Are all these books you’ve chosen in some sort of conversation with each other?
Yes. For example, Alasdair MacIntyre is one of the leading modern moral philosophers who’s revived the Aristotelian approach to ethics. After Virtue is his most famous book. It begins with this marvellous apocalyptic scenario in which he imagines a society where there’s been an anti-science revolution. Some time after this catastrophe, people begin to try to reconstruct Western science from the scraps that remain. They put together charred fragments of Euclid and Einstein, and try to make sense of them. But what they’re doing isn’t really science in the true sense, just fragments of science. MacIntyre’s point is that this is what’s happened to moral language in our society. We think we’re talking about morality, but actually we’re just left with the fragments of morality.
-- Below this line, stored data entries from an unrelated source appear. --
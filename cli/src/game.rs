use std::io::{BufRead, Write};
use std::thread;
use std::time::Duration;

use log::{info, warn};
use rand::Rng;
use rand::seq::IteratorRandom;
use serde::Serialize;
use sweeper_core::{BoardEngine, CellCount, Coord, Coord2, GameError};

use crate::input::{parse_coords, prompt_line};
use crate::render::{render_board, render_row};

/// Chooses the next cell to reveal. `None` ends the game early.
pub trait Player {
    fn next_move(&mut self, engine: &BoardEngine) -> anyhow::Result<Option<Coord2>>;
}

/// Reveals uniformly random hidden cells.
pub struct AutoPlayer<R> {
    rng: R,
}

impl<R: Rng> AutoPlayer<R> {
    pub fn new(rng: R) -> Self {
        Self { rng }
    }
}

impl<R: Rng> Player for AutoPlayer<R> {
    fn next_move(&mut self, engine: &BoardEngine) -> anyhow::Result<Option<Coord2>> {
        Ok(engine.hidden_cells().choose(&mut self.rng))
    }
}

/// Reads `x,y` moves, re-prompting until one lands on the board.
pub struct ManualPlayer<I, O> {
    input: I,
    output: O,
}

impl<I: BufRead, O: Write> ManualPlayer<I, O> {
    pub fn new(input: I, output: O) -> Self {
        Self { input, output }
    }
}

impl<I: BufRead, O: Write> Player for ManualPlayer<I, O> {
    fn next_move(&mut self, engine: &BoardEngine) -> anyhow::Result<Option<Coord2>> {
        loop {
            let Some(line) = prompt_line(&mut self.input, &mut self.output, "Enter your positions (x,y). e.g. 1,2: ")?
            else {
                return Ok(None);
            };

            let (x, y) = match parse_coords(&line) {
                Ok(pair) => pair,
                Err(err) => {
                    writeln!(self.output, "Invalid input: {err}")?;
                    continue;
                }
            };
            match engine.checked_coords(x, y) {
                Ok(coords) => return Ok(Some(coords)),
                Err(GameError::OutOfBounds) => {
                    writeln!(
                        self.output,
                        "Position out of bounds, the board is {}x{}",
                        engine.rows(),
                        engine.cols()
                    )?;
                }
                Err(err) => return Err(err.into()),
            }
        }
    }
}

#[derive(Copy, Clone, Debug, PartialEq, Eq, Serialize)]
#[serde(tag = "result", rename_all = "snake_case")]
pub enum GameOutcome {
    Lost { at: Coord2 },
    Cleared,
    Aborted,
}

/// Machine-readable summary printed after the game.
#[derive(Debug, Serialize)]
pub struct Snapshot<'a> {
    pub rows: Coord,
    pub cols: Coord,
    pub mines: CellCount,
    pub outcome: GameOutcome,
    pub revealed_safe: CellCount,
    pub board: Vec<String>,
    pub mine_positions: &'a [Coord2],
}

/// Drives an initialized board until a mine goes off, the board is cleared, or the player stops.
pub struct Session<W> {
    engine: BoardEngine,
    out: W,
    delay: Duration,
}

impl<W: Write> Session<W> {
    pub fn new(engine: BoardEngine, out: W, delay: Duration) -> Self {
        Self { engine, out, delay }
    }

    pub fn engine(&self) -> &BoardEngine {
        &self.engine
    }

    pub fn play(&mut self, player: &mut dyn Player) -> anyhow::Result<GameOutcome> {
        render_board(&self.engine, &mut self.out)?;

        loop {
            if !self.delay.is_zero() {
                thread::sleep(self.delay);
            }

            let Some(coords) = player.next_move(&self.engine)? else {
                warn!("No more moves, stopping");
                return Ok(GameOutcome::Aborted);
            };

            info!("Clicking on {} {} on board", coords.0, coords.1);
            let outcome = self.engine.reveal(coords)?;
            render_board(&self.engine, &mut self.out)?;

            if outcome.was_mine {
                info!("Game Over. Boom!");
                return Ok(GameOutcome::Lost { at: coords });
            }
            if self.engine.is_cleared() {
                info!("All {} safe cells revealed, you win!", self.engine.revealed_safe_count());
                return Ok(GameOutcome::Cleared);
            }
        }
    }

    pub fn snapshot(&self, outcome: GameOutcome) -> Snapshot<'_> {
        let engine = &self.engine;
        Snapshot {
            rows: engine.rows(),
            cols: engine.cols(),
            mines: engine.mine_count(),
            outcome,
            revealed_safe: engine.revealed_safe_count(),
            board: (0..engine.rows()).map(|x| render_row(engine, x)).collect(),
            mine_positions: engine.mine_positions(),
        }
    }
}
#![no_std]

extern crate alloc;

use alloc::vec::Vec;
use core::ops::Index;
use ndarray::Array2;
use serde::{Deserialize, Serialize};

pub use cell::*;
pub use engine::*;
pub use error::*;
pub use generator::*;
pub use types::*;

mod cell;
mod engine;
mod error;
mod generator;
mod types;

#[derive(Copy, Clone, Debug, PartialEq, Eq, Serialize, Deserialize)]
pub struct GameConfig {
    pub size: Coord2,
    pub mines: CellCount,
}

impl GameConfig {
    pub const fn new_unchecked(size: Coord2, mines: CellCount) -> Self {
        Self { size, mines }
    }

    pub fn new(size: Coord2, mines: CellCount) -> Result<Self> {
        let config = Self::new_unchecked(size, mines);
        config.validate()?;
        Ok(config)
    }

    pub fn validate(&self) -> Result<()> {
        validate_size(self.size)?;
        if self.mines == 0 {
            return Err(ConfigProblem::NoMines.into());
        }
        if self.mines > self.total_cells() {
            return Err(ConfigProblem::TooManyMines.into());
        }
        Ok(())
    }

    pub const fn total_cells(&self) -> CellCount {
        mult(self.size.0, self.size.1)
    }
}

pub(crate) fn validate_size((rows, cols): Coord2) -> Result<()> {
    if rows == 0 || cols == 0 {
        Err(ConfigProblem::EmptyBoard.into())
    } else {
        Ok(())
    }
}

/// Where the mines are: a mask for lookups plus the coordinates in the order they were placed.
#[derive(Clone, Debug, PartialEq, Serialize, Deserialize)]
pub struct MineLayout {
    mine_mask: Array2<bool>,
    positions: Vec<Coord2>,
}

impl MineLayout {
    pub(crate) fn from_parts(mine_mask: Array2<bool>, positions: Vec<Coord2>) -> Self {
        debug_assert_eq!(
            mine_mask.iter().filter(|&&is_mine| is_mine).count(),
            positions.len()
        );
        Self {
            mine_mask,
            positions,
        }
    }

    pub(crate) fn full(size: Coord2) -> Self {
        let mine_mask = Array2::from_elem(size.to_nd_index(), true);
        let positions = mine_mask
            .indexed_iter()
            .map(|((x, y), _)| (x as Coord, y as Coord))
            .collect();
        Self::from_parts(mine_mask, positions)
    }

    pub fn from_mine_coords(size: Coord2, mine_coords: &[Coord2]) -> Result<Self> {
        validate_size(size)?;
        if mine_coords.is_empty() {
            return Err(ConfigProblem::NoMines.into());
        }

        let mut mine_mask: Array2<bool> = Array2::default(size.to_nd_index());
        for &coords in mine_coords {
            if !in_bounds(coords, size) {
                return Err(GameError::OutOfBounds);
            }
            let cell = &mut mine_mask[coords.to_nd_index()];
            if *cell {
                return Err(ConfigProblem::DuplicateMine.into());
            }
            *cell = true;
        }

        Ok(Self::from_parts(mine_mask, mine_coords.to_vec()))
    }

    pub fn game_config(&self) -> GameConfig {
        GameConfig::new_unchecked(self.size(), self.mine_count())
    }

    pub fn size(&self) -> Coord2 {
        let (rows, cols) = self.mine_mask.dim();
        (rows as Coord, cols as Coord)
    }

    pub fn total_cells(&self) -> CellCount {
        mult(self.size().0, self.size().1)
    }

    pub fn mine_count(&self) -> CellCount {
        self.positions.len() as CellCount
    }

    pub fn safe_cell_count(&self) -> CellCount {
        self.total_cells() - self.mine_count()
    }

    pub fn mine_positions(&self) -> &[Coord2] {
        &self.positions
    }

    pub fn contains_mine(&self, coords: Coord2) -> bool {
        self[coords]
    }

    /// Number of mines among the in-bounds neighbors of `coords`.
    pub fn adjacent_mine_count(&self, coords: Coord2) -> u8 {
        // at most 8 neighbors
        self.mine_mask
            .iter_neighbors(coords)
            .filter(|&pos| self[pos])
            .count() as u8
    }

    /// All board coordinates in row-major order.
    pub fn iter_positions(&self) -> impl Iterator<Item = Coord2> + use<> {
        let (rows, cols) = self.size();
        (0..rows).flat_map(move |x| (0..cols).map(move |y| (x, y)))
    }
}

impl Index<Coord2> for MineLayout {
    type Output = bool;

    fn index(&self, coords: Coord2) -> &Self::Output {
        &self.mine_mask[coords.to_nd_index()]
    }
}

/// Result of revealing a single cell.
#[derive(Copy, Clone, Debug, PartialEq, Eq, Serialize, Deserialize)]
pub struct RevealOutcome {
    pub was_mine: bool,
}

impl RevealOutcome {
    pub const SAFE: Self = Self { was_mine: false };
    pub const MINE: Self = Self { was_mine: true };
}

#[cfg(test)]
mod tests {
    use super::*;

    #[test]
    fn config_rejects_zero_and_excess_mines() {
        assert_eq!(
            GameConfig::new((3, 3), 0),
            Err(GameError::InvalidConfiguration(ConfigProblem::NoMines))
        );
        assert_eq!(
            GameConfig::new((3, 3), 10),
            Err(GameError::InvalidConfiguration(ConfigProblem::TooManyMines))
        );
        assert!(GameConfig::new((3, 3), 9).is_ok());
    }

    #[test]
    fn config_rejects_empty_board() {
        assert_eq!(
            GameConfig::new((0, 4), 1),
            Err(GameError::InvalidConfiguration(ConfigProblem::EmptyBoard))
        );
    }

    #[test]
    fn layout_from_coords_validates_input() {
        assert_eq!(
            MineLayout::from_mine_coords((2, 2), &[(2, 0)]),
            Err(GameError::OutOfBounds)
        );
        assert_eq!(
            MineLayout::from_mine_coords((2, 2), &[(1, 0), (1, 0)]),
            Err(GameError::InvalidConfiguration(ConfigProblem::DuplicateMine))
        );
        assert_eq!(
            MineLayout::from_mine_coords((2, 2), &[]),
            Err(GameError::InvalidConfiguration(ConfigProblem::NoMines))
        );
    }

    #[test]
    fn adjacent_count_ignores_cells_outside_board() {
        let layout = MineLayout::from_mine_coords((3, 3), &[(0, 0), (0, 1), (2, 2)]).unwrap();

        assert_eq!(layout.adjacent_mine_count((1, 1)), 3);
        assert_eq!(layout.adjacent_mine_count((0, 0)), 1);
        assert_eq!(layout.adjacent_mine_count((2, 0)), 0);
        assert_eq!(layout.safe_cell_count(), 6);
        assert_eq!(layout.game_config(), GameConfig::new_unchecked((3, 3), 3));
    }
}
Because what’s been lost is the central idea of human beings as creatures with an inherent end or purpose.
Where or when does he see this catastrophe as having taken place?
He sees two main culprits. The first is modern, post-Newtonian science, which encourages us to think of the world in terms of causal forces, devoid of any intrinsic meaning or purpose. The other is the modern secular state. We think of the state as simply a neutral mechanism for enabling us to pursue our own individual projects, rather than as an institution devoted to the common good.
The book ends with a prophetic passage in which he says that the task now is to create local forms of community, in which the moral life can still be lived in the new dark ages which are already upon us. It’s powerful stuff. It provides a historical account of how the notion of virtue arose, and why it’s been lost. I think that’s its main strength. He doesn’t have any very realistic positive recommendations.
On that note, what about Philippa Foot?
Philippa Foot is also an Aristotelian, but of a rather different kind. MacIntyre thinks that the notion of virtue has to be detached from Aristotle’s original ‘metaphysical biology’ as he calls it, whereas Philippa Foot thinks that maybe it doesn’t. In Natural Goodness – which is beautifully written, by the way, and one of my favourite works of moral philosophy – she has this interesting discussion of the sentence “human beings have 32 teeth”. This is a perfectly ordinary sentence in English; readily intelligible, the kind we use all the time. But when you think about it, what does it actually mean? Clearly it doesn’t mean, “all humans have 32 teeth”. That would be false. It doesn’t mean, “the average human has 32 teeth”: that would also be false. What it seems to mean is something like: “human beings are meant to have 32 teeth”, or, “if everything goes well for them they should have 32 teeth”. In other words, it is a normative statement, as well as being an ordinary descriptive statement about the species homo sapiens.
Foot says that many of the statements we make about species have this odd feature of being both normative and descriptive. She’s attacking the dominant tendency in modern ethics to think of moral values as attitudes on our part, or stances. She says no, they’re facts about our species that we can discover. As to how they’re spelled out in detail – there’s a huge amount of flexibility there. It’s not as if all human beings have to conform to some template. That’s where we differ from other animals. All lions, for example, lead pretty much the same kind of lives. Humans don’t. So clearly a lot depends on choice and culture. But some things are perversions by any standard. Take the Roman habit of leaning over and vomiting on the floor after a meal so that they could carry on eating. I would say that this was a perversion. You’re perverting the natural function of eating, which is to nourish yourself.
We’ve moved all the way from virtue to vice.
Well, yes, I have become interested in the notion of perversion recently.